My father said 'Shall I try to explain?'

I said 'I like hearing you talk. It doesn't matter if I don't understand.'

This was the time — the winter of 1918-19 — when Einstein had recently published his paper concerning the General Theory of Relativity (the papers concerning the Special Theory had been published some years previously), but the conjectures put forward in the General Theory had not yet been verified. Nothing in these theories had yet much caught the public imagination: people seemed not to be ready for such images as they might evoke. But my father had become obsessed with trying to make intelligible an interpretation of the General Theory: it was this, he said, that should alter people's ideas about the universe and about themselves.

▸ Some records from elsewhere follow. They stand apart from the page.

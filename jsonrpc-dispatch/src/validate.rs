//! Validation of a single request object: first its JSON-RPC shape, then its `params` against the
//! target method's [`ParamSpec`].
use crate::error::RpcError;
use crate::registry::ParamSpec;
use crate::shared::{ValueKind, JSONRPC_VERSION};
use serde_json::{Map, Value};
use tracing::*;

/// A request object that has passed the shape check.
///
/// Borrows everything from the parsed request; nothing here outlives a single call.
#[derive(Clone, Copy, Debug, PartialEq)]
pub struct Request<'a> {
    /// Always an integer (signed or unsigned); echoed verbatim in the response
    pub id: &'a Value,
    pub method: &'a str,
    pub params: Option<&'a Value>,
}

impl<'a> Request<'a> {
    /// Check that `object` is a JSON-RPC 2.0 request.
    ///
    /// It must have an integer `id`, a string `method`, and `"jsonrpc": "2.0"`.  A request
    /// without an id is rejected like any other malformed request; this crate does not support
    /// notifications.
    ///
    /// If the shape is wrong but there is an integer `id`, the error carries it.
    pub fn from_object(object: &'a Map<String, Value>) -> Result<Self, RpcError> {
        let id = object
            .get("id")
            .filter(|id| ValueKind::of(id).is_integer());

        let Some(id) = id else {
            debug!(id = ?object.get("id"), "Request has a missing or non-integer id");
            return Err(RpcError::invalid_request(None));
        };

        let Some(method) = object.get("method").and_then(Value::as_str) else {
            debug!(%id, method = ?object.get("method"), "Request has a missing or non-string method");
            return Err(RpcError::invalid_request(Some(id)));
        };

        match object.get("jsonrpc") {
            Some(Value::String(version)) if version == JSONRPC_VERSION => {}
            version => {
                debug!(%id, ?version, "Request has a missing or unsupported protocol version");
                return Err(RpcError::invalid_request(Some(id)));
            }
        }

        Ok(Self {
            id,
            method,
            params: object.get("params"),
        })
    }
}

/// Check a request's `params` against the method's parameter spec.
///
/// Methods that take no parameters accept any `params`, including none at all; whatever was
/// sent is not looked at.  Otherwise `params` must be present, have exactly as many elements as
/// the method declares, have the same shape (object for named, array for positional), and every
/// value must be of exactly the declared kind.
pub fn check_params(spec: &ParamSpec, params: Option<&Value>, id: &Value) -> Result<(), RpcError> {
    if spec.is_empty() {
        return Ok(());
    }

    let invalid = |reason: &str| {
        debug!(%id, reason, "Invalid params");
        RpcError::invalid_params(id)
    };

    let Some(params) = params else {
        return Err(invalid("method requires params but none were provided"));
    };

    match (spec, params) {
        (ParamSpec::Named(expected), Value::Object(actual)) => {
            if actual.len() != expected.len() {
                return Err(invalid("wrong number of named params"));
            }

            for (name, value) in actual {
                match expected.get(name) {
                    None => return Err(invalid("unknown named param")),
                    Some(kind) if *kind != ValueKind::of(value) => {
                        debug!(param = %name, expected = %kind, actual = %ValueKind::of(value), "Param kind mismatch");
                        return Err(invalid("named param has the wrong kind"));
                    }
                    Some(_) => {}
                }
            }

            Ok(())
        }
        (ParamSpec::Positional(expected), Value::Array(actual)) => {
            if actual.len() != expected.len() {
                return Err(invalid("wrong number of positional params"));
            }

            for (position, (kind, value)) in expected.iter().zip(actual).enumerate() {
                if *kind != ValueKind::of(value) {
                    debug!(position, expected = %kind, actual = %ValueKind::of(value), "Param kind mismatch");
                    return Err(invalid("positional param has the wrong kind"));
                }
            }

            Ok(())
        }
        (_, _) => Err(invalid("params shape does not match the method's parameter spec")),
    }
}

My father said 'All right, I'll try to tell you. I'm not sure, anyway, just what it means to understand.'

I think my father had already tried to explain — usually more to himself in fact than to me — the Special Theory of Relativity. I remember the phrases about there being no absolute space nor absolute time: my space is my space; your time is yours; if I am travelling at a certain speed in relation to you it might as well be you who are travelling at a certain speed in relation to me; the only thing that is absolute is the speed of light. The speed of light is constant no matter if it arises from this or that travelling hither or thither: if there seem to be contradictions, these are because the measuring devices themselves get bigger or smaller and not the speed of light. I do not suppose I grasped the latter idea: but I do not think I found if difficult to see the idea of each person, each observer or group, having his or her or its own world: was not this, after all, what I had come to feel about the people in the streets, my mother's friends, her cousins in the country? I felt sometimes that I understood even about the absoluteness of the speed of light — was not this something that my father and I felt ourselves in touch with

as we looked down on all these separate worlds from the super-world of our airship?

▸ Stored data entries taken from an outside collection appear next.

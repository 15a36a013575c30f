//! Types that make up the JSON-RPC wire format, and the classification of JSON values into the
//! kinds that parameter specs are written in terms of.
use crate::error::RpcError;
use serde::{Serialize, Serializer};
use serde_json::Value;

/// The only protocol version this crate speaks
pub const JSONRPC_VERSION: &str = "2.0";

/// Zero-sized marker that always serializes as the `"2.0"` version tag
#[derive(Clone, Copy, Debug, Default, PartialEq, Eq)]
pub struct TwoPointZero;

impl Serialize for TwoPointZero {
    fn serialize<S: Serializer>(&self, serializer: S) -> Result<S::Ok, S::Error> {
        serializer.serialize_str(JSONRPC_VERSION)
    }
}

/// The kind of a JSON value, as far as parameter validation is concerned.
///
/// Integers are split the same way most JSON value trees split them: anything that fits in an
/// `i64` is [`ValueKind::Int`], and only integers too large for that are [`ValueKind::UInt`].
/// Every other number is [`ValueKind::Real`], even if it happens to have no fractional part
/// (`1.0` is real, `1` is an int).
#[derive(Clone, Copy, Debug, PartialEq, Eq, Hash, strum::Display, strum::AsRefStr)]
#[strum(serialize_all = "lowercase")]
pub enum ValueKind {
    Null,
    Bool,
    Int,
    UInt,
    Real,
    String,
    Array,
    Object,
}

impl ValueKind {
    pub fn of(value: &Value) -> Self {
        match value {
            Value::Null => Self::Null,
            Value::Bool(_) => Self::Bool,
            Value::Number(n) if n.is_i64() => Self::Int,
            Value::Number(n) if n.is_u64() => Self::UInt,
            Value::Number(_) => Self::Real,
            Value::String(_) => Self::String,
            Value::Array(_) => Self::Array,
            Value::Object(_) => Self::Object,
        }
    }

    /// Either of the integer kinds; these are the only kinds accepted as a request id
    pub fn is_integer(self) -> bool {
        matches!(self, Self::Int | Self::UInt)
    }
}

/// The `error` member of an error response
#[derive(Clone, Debug, PartialEq, Serialize)]
pub struct ErrorObject {
    pub code: i32,
    pub message: String,
}

/// Either the `result` or the `error` member of a response; exactly one is ever present
#[derive(Clone, Debug, PartialEq, Serialize)]
#[serde(rename_all = "lowercase")]
pub enum ResponsePayload {
    Result(Value),
    Error(ErrorObject),
}

/// A single JSON-RPC response.
///
/// Success and error responses share the `jsonrpc` and `id` members.  An error response for a
/// request whose id could not be determined has `"id": null`.
#[derive(Clone, Debug, PartialEq, Serialize)]
pub struct Response {
    jsonrpc: TwoPointZero,
    id: Option<Value>,
    #[serde(flatten)]
    payload: ResponsePayload,
}

impl Response {
    /// Wrap a method's result in a success response, echoing the request id as-is
    pub fn success(id: Value, result: Value) -> Self {
        Self {
            jsonrpc: TwoPointZero,
            id: Some(id),
            payload: ResponsePayload::Result(result),
        }
    }

    pub fn error(error: RpcError) -> Self {
        Self {
            jsonrpc: TwoPointZero,
            payload: ResponsePayload::Error(ErrorObject {
                code: error.kind.code(),
                message: error.kind.message(),
            }),
            id: error.id,
        }
    }

    pub fn id(&self) -> Option<&Value> {
        self.id.as_ref()
    }

    pub fn payload(&self) -> &ResponsePayload {
        &self.payload
    }

    pub fn is_error(&self) -> bool {
        matches!(self.payload, ResponsePayload::Error(_))
    }
}

impl From<RpcError> for Response {
    fn from(error: RpcError) -> Self {
        Self::error(error)
    }
}

/// Everything that can be sent back for one posted message: a single response, or one response
/// per element of a batch, in the same order as the batch
#[derive(Clone, Debug, PartialEq, Serialize)]
#[serde(untagged)]
pub enum Reply {
    Single(Response),
    Batch(Vec<Response>),
}

impl From<Response> for Reply {
    fn from(response: Response) -> Self {
        Self::Single(response)
    }
}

I said 'You are going to tell me about the new thing, the General Theory.'

My father said 'Ah!'

There are two or three particular and personalised images that stick in my mind from my father's efforts to explain to me, aged nine, Einstein's General Theory of Relativity. These images arose from the conjectu.e that light itself had weight, so that it could be bent or pulled in the proximity of matter by what used to be called 'gravity': that if there is enough matter in the universe (which Einstein thought there was) then space itself would be bent or curved — and it would be just such curvature that could properly be called gravity. The particular images suggested by my father that have stuck in my mind are, firstly, of a small group of people standing back to back on a vast and lonely plain; they are looking outwards; they are trying to see something other than just their surroundings and themselves. But they can never by the nature of things see anything outside the curve of their own universe, since gravity pulls their vision back (my father drew a diagram of this) so that it comes on top of them again like falling arrows. The second image is that of a single person on this vast and lonely plain who has constructed an enormously powerful telescope; by this he hopes to be able to break at last out of the bonds of his own vision; he looks through it; he sees — what appears to be a new star! Then he realises that what he is looking at is the back of his own head — or the place where his head now is billions of years ago, or in the future, or whatever. Anyway, here he is now with the light from him or to him having gone right round the universe and himself never being able to see any further than the back of his own head. But then there was a third image that my father gave me, different in kind from the others: which is of gravity being like the effect of two people sitting side by side on an old sofa so that the springs sag and they are drawn together in the middle: and there were my father and I sitting side by side on the sofa in his study.